On Fox and Friends this morning, Elizabeth Hasselbeck had this exchange with Obama’s close adviser, Valerie Jarrett. Jarrett answers Hasselbeck’s question, “why won’t the President say Islamic extremism or radical Islam?,” by pointing out that there are other forms of terrorism, and that the U.S. is working with some Muslim countries against terrorism. Neither is an adequate answer. There are indeed other forms of terrorism, but that does not lessen the responsibility of government and law enforcement officials to speak honestly about and understand thoroughly the threat we face. And the fact that we are fighting terrorism alongside Muslim countries likewise doesn’t excuse Administration officials from the responsibility to address the jihad ideology — in fact, they would better understand the true nature and limitations of those alliances, and finally realize why all those counter-terror billions sent to Pakistan have accomplished absolutely nothing, if they did so.
Hasselbeck: Thanks for being here.
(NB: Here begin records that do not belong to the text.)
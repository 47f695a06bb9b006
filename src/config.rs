//! Delivery settings - secrets file overlaid by environment variables
//!
//! Resolution order (first non-empty value wins):
//! 1. Environment variables (`SMTP_SERVER`, `SMTP_PORT`, `EMAIL_FROM`, `EMAIL_PASSWORD`,
//!    `TWILIO_ACCOUNT_SID`/`ACCOUNT_SID`, `TWILIO_AUTH_TOKEN`/`AUTH_TOKEN`, `WHATSAPP_FROM`,
//!    `NOTIFY_MODE`, `NOTIFY_TIMEOUT_SECS`, `NOTIFY_SIMULATED_DELAY_MS`)
//! 2. Secrets file (JSON, sections `email`, `whatsapp`, `delivery`), by default
//!    `~/.config/policy-notifier/secrets.json`
//! 3. Built-in defaults
//!
//! Settings are resolved once and handed to the dispatcher builder.

use serde::Deserialize;
use std::fs;
use std::path::{Path, PathBuf};
use tracing::{debug, warn};

pub const DEFAULT_SMTP_SERVER: &str = "smtp.gmail.com";
pub const DEFAULT_SMTP_PORT: u16 = 587;
pub const DEFAULT_TIMEOUT_SECS: u64 = 30;
pub const DEFAULT_SIMULATED_DELAY_MS: u64 = 500;

/// Whether backends talk to real providers
#[derive(Debug, Clone, Copy, PartialEq, Eq, Default)]
pub enum DeliveryMode {
    #[default]
    Simulated,
    Live,
}

impl DeliveryMode {
    fn parse(value: &str) -> Option<Self> {
        match value.trim().to_lowercase().as_str() {
            "simulated" | "simulado" | "prototipo" => Some(Self::Simulated),
            "live" | "produccion" | "producción" => Some(Self::Live),
            _ => None,
        }
    }
}

/// SMTP submission settings
#[derive(Debug, Clone, PartialEq, Eq)]
pub struct EmailSettings {
    pub smtp_server: String,
    pub smtp_port: u16,
    pub email_from: String,
    pub email_password: String,
}

impl EmailSettings {
    /// Names of required keys that are still empty
    pub fn missing_keys(&self) -> Vec<&'static str> {
        let mut missing = Vec::new();
        if self.email_from.trim().is_empty() {
            missing.push("EMAIL_FROM");
        }
        if self.email_password.trim().is_empty() {
            missing.push("EMAIL_PASSWORD");
        }
        missing
    }
}

impl Default for EmailSettings {
    fn default() -> Self {
        Self {
            smtp_server: DEFAULT_SMTP_SERVER.to_string(),
            smtp_port: DEFAULT_SMTP_PORT,
            email_from: String::new(),
            email_password: String::new(),
        }
    }
}

/// Messaging provider (Twilio) settings
#[derive(Debug, Clone, Default, PartialEq, Eq)]
pub struct WhatsappSettings {
    pub account_sid: String,
    pub auth_token: String,
    /// Sender, e.g. `whatsapp:+14155238886`
    pub whatsapp_from: String,
}

impl WhatsappSettings {
    pub fn missing_keys(&self) -> Vec<&'static str> {
        let mut missing = Vec::new();
        if self.account_sid.trim().is_empty() {
            missing.push("TWILIO_ACCOUNT_SID");
        }
        if self.auth_token.trim().is_empty() {
            missing.push("TWILIO_AUTH_TOKEN");
        }
        if self.whatsapp_from.trim().is_empty() {
            missing.push("WHATSAPP_FROM");
        }
        missing
    }
}

/// Everything the dispatcher needs
#[derive(Debug, Clone, PartialEq, Eq)]
pub struct Settings {
    pub mode: DeliveryMode,
    pub email: EmailSettings,
    pub whatsapp: WhatsappSettings,
    /// Upper bound for one live provider call
    pub timeout_secs: u64,
    /// Fixed latency of the simulated backends
    pub simulated_delay_ms: u64,
}

impl Default for Settings {
    fn default() -> Self {
        Self {
            mode: DeliveryMode::Simulated,
            email: EmailSettings::default(),
            whatsapp: WhatsappSettings::default(),
            timeout_secs: DEFAULT_TIMEOUT_SECS,
            simulated_delay_ms: DEFAULT_SIMULATED_DELAY_MS,
        }
    }
}

impl Settings {
    /// Default secrets file location
    pub fn default_secrets_path() -> PathBuf {
        dirs::config_dir()
            .unwrap_or_else(|| PathBuf::from("."))
            .join("policy-notifier")
            .join("secrets.json")
    }

    /// Resolve from the process environment and an optional secrets file
    pub fn resolve(secrets_path: Option<&Path>) -> Self {
        let path = secrets_path
            .map(Path::to_path_buf)
            .unwrap_or_else(Self::default_secrets_path);
        let secrets = SecretsFile::load(&path);
        Self::from_sources(&secrets, |key| std::env::var(key).ok())
    }

    /// Resolve from explicit sources (environment lookup wins over the file)
    pub fn from_sources<F>(secrets: &SecretsFile, env: F) -> Self
    where
        F: Fn(&str) -> Option<String>,
    {
        let lookup = |keys: &[&str], file_value: Option<&String>| -> Option<String> {
            keys.iter()
                .filter_map(|k| env(*k))
                .chain(file_value.cloned())
                .map(|v| v.trim().to_string())
                .find(|v| !v.is_empty())
        };

        let email = &secrets.email;
        let whatsapp = &secrets.whatsapp;
        let delivery = &secrets.delivery;

        let smtp_port = lookup(&["SMTP_PORT"], email.smtp_port.as_ref());
        let timeout = lookup(&["NOTIFY_TIMEOUT_SECS"], delivery.timeout_secs.as_ref());
        let delay = lookup(&["NOTIFY_SIMULATED_DELAY_MS"], delivery.simulated_delay_ms.as_ref());
        let mode = lookup(&["NOTIFY_MODE"], delivery.mode.as_ref());

        let settings = Self {
            mode: mode
                .map(|m| {
                    DeliveryMode::parse(&m).unwrap_or_else(|| {
                        warn!(value = %m, "Unknown delivery mode, using simulated");
                        DeliveryMode::Simulated
                    })
                })
                .unwrap_or_default(),
            email: EmailSettings {
                smtp_server: lookup(&["SMTP_SERVER"], email.smtp_server.as_ref())
                    .unwrap_or_else(|| DEFAULT_SMTP_SERVER.to_string()),
                smtp_port: parse_nonzero_or("SMTP_PORT", smtp_port, DEFAULT_SMTP_PORT),
                email_from: lookup(&["EMAIL_FROM"], email.email_from.as_ref()).unwrap_or_default(),
                email_password: lookup(&["EMAIL_PASSWORD"], email.email_password.as_ref())
                    .unwrap_or_default(),
            },
            whatsapp: WhatsappSettings {
                account_sid: lookup(&["TWILIO_ACCOUNT_SID", "ACCOUNT_SID"], whatsapp.account_sid.as_ref())
                    .unwrap_or_default(),
                auth_token: lookup(&["TWILIO_AUTH_TOKEN", "AUTH_TOKEN"], whatsapp.auth_token.as_ref())
                    .unwrap_or_default(),
                whatsapp_from: lookup(&["WHATSAPP_FROM"], whatsapp.whatsapp_from.as_ref())
                    .unwrap_or_default(),
            },
            timeout_secs: parse_nonzero_or("NOTIFY_TIMEOUT_SECS", timeout, DEFAULT_TIMEOUT_SECS),
            simulated_delay_ms: parse_or("NOTIFY_SIMULATED_DELAY_MS", delay, DEFAULT_SIMULATED_DELAY_MS),
        };

        debug!(
            mode = ?settings.mode,
            smtp_server = %settings.email.smtp_server,
            smtp_port = settings.email.smtp_port,
            email_configured = settings.email.missing_keys().is_empty(),
            whatsapp_configured = settings.whatsapp.missing_keys().is_empty(),
            "Delivery settings resolved"
        );
        settings
    }

    /// Configured secret values, for scrubbing provider error text
    pub fn secret_values(&self) -> Vec<String> {
        [&self.email.email_password, &self.whatsapp.auth_token]
            .into_iter()
            .filter(|s| !s.trim().is_empty())
            .cloned()
            .collect()
    }
}

fn parse_or<T: std::str::FromStr>(key: &str, value: Option<String>, default: T) -> T {
    match value {
        None => default,
        Some(v) => v.parse().unwrap_or_else(|_| {
            warn!(key, value = %v, "Invalid numeric setting, using default");
            default
        }),
    }
}

/// Like [`parse_or`], but zero also falls back to the default
fn parse_nonzero_or<T>(key: &str, value: Option<String>, default: T) -> T
where
    T: std::str::FromStr + Default + PartialEq + Copy,
{
    let parsed = parse_or(key, value, default);
    if parsed == T::default() {
        warn!(key, "Zero is not a usable value, using default");
        return default;
    }
    parsed
}

/// On-disk secrets store. Values may be strings or numbers.
#[derive(Debug, Clone, Default, Deserialize)]
pub struct SecretsFile {
    #[serde(default)]
    pub email: EmailSecrets,
    #[serde(default)]
    pub whatsapp: WhatsappSecrets,
    #[serde(default)]
    pub delivery: DeliverySecrets,
}

#[derive(Debug, Clone, Default, Deserialize)]
pub struct EmailSecrets {
    #[serde(default, deserialize_with = "scalar")]
    pub smtp_server: Option<String>,
    #[serde(default, deserialize_with = "scalar")]
    pub smtp_port: Option<String>,
    #[serde(default, deserialize_with = "scalar")]
    pub email_from: Option<String>,
    #[serde(default, deserialize_with = "scalar")]
    pub email_password: Option<String>,
}

#[derive(Debug, Clone, Default, Deserialize)]
pub struct WhatsappSecrets {
    #[serde(default, deserialize_with = "scalar")]
    pub account_sid: Option<String>,
    #[serde(default, deserialize_with = "scalar")]
    pub auth_token: Option<String>,
    #[serde(default, deserialize_with = "scalar")]
    pub whatsapp_from: Option<String>,
}

#[derive(Debug, Clone, Default, Deserialize)]
pub struct DeliverySecrets {
    #[serde(default, deserialize_with = "scalar")]
    pub mode: Option<String>,
    #[serde(default, deserialize_with = "scalar")]
    pub timeout_secs: Option<String>,
    #[serde(default, deserialize_with = "scalar")]
    pub simulated_delay_ms: Option<String>,
}

impl SecretsFile {
    /// Load the secrets file. Missing or unreadable files yield an empty store.
    pub fn load(path: &Path) -> Self {
        if !path.exists() {
            debug!(path = %path.display(), "No secrets file");
            return Self::default();
        }
        match fs::read_to_string(path).map_err(anyhow::Error::from).and_then(|content| {
            serde_json::from_str::<SecretsFile>(&content).map_err(anyhow::Error::from)
        }) {
            Ok(secrets) => secrets,
            Err(e) => {
                warn!(path = %path.display(), error = %e, "Ignoring unreadable secrets file");
                Self::default()
            }
        }
    }
}

fn scalar<'de, D>(deserializer: D) -> Result<Option<String>, D::Error>
where
    D: serde::Deserializer<'de>,
{
    let value = Option::<serde_json::Value>::deserialize(deserializer)?;
    Ok(match value {
        Some(serde_json::Value::String(s)) => Some(s),
        Some(serde_json::Value::Number(n)) => Some(n.to_string()),
        Some(serde_json::Value::Bool(b)) => Some(b.to_string()),
        _ => None,
    })
}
I want to ask you this: for the first time since 9/11, the words al-Qaeda were not used in a State of the Union address. Why is it, in fact, because I think the American people deserve accurate terminology here, why won’t the President say Islamic extremism or radical Islam? Why?
Jarrett: Well, first of all, there is nothing more important to the President than the safety and the security of the American people. That’s his focus. That’s his first priority. That’s what he’s dedicated to doing. And many of the countries who are helping us fight terrorism are Islamic majority countries. And let’s look right here at home, where there is a Sikh temple in Wisconsin or a, uh, the Holocaust Museum right here in Washington, D.C. Those were terrorists. Those were extremists, but they weren’t of any particular faith. And so before we start throwing around labels, let’s look more broadly at terrorism. Let’s not limit it. Let’s look broadly at it and let’s attack it together, and that’s what the president is absolutely —
Hasselbeck: Miss Jarrett, there are other nations, leaders that have come out with specifics in terms of saying radical Islam. Does the president find it more offensive that radical Islam exists or the term radical Islam? Which is more offensive to the president?
Jarrett: You know what, I think his philosophy is let’s keep America safe and let’s focus on that. Let’s put the American people’s safety first. Let’s use both our diplomatic and our military power. We’re the strongest military power in the world. But he also believes in diplomacy. Let’s focus on that and let’s keep our perspective and let’s look wherever we can across the world, working with our allies and partners on seeing what we can do to end terrorism of all forms.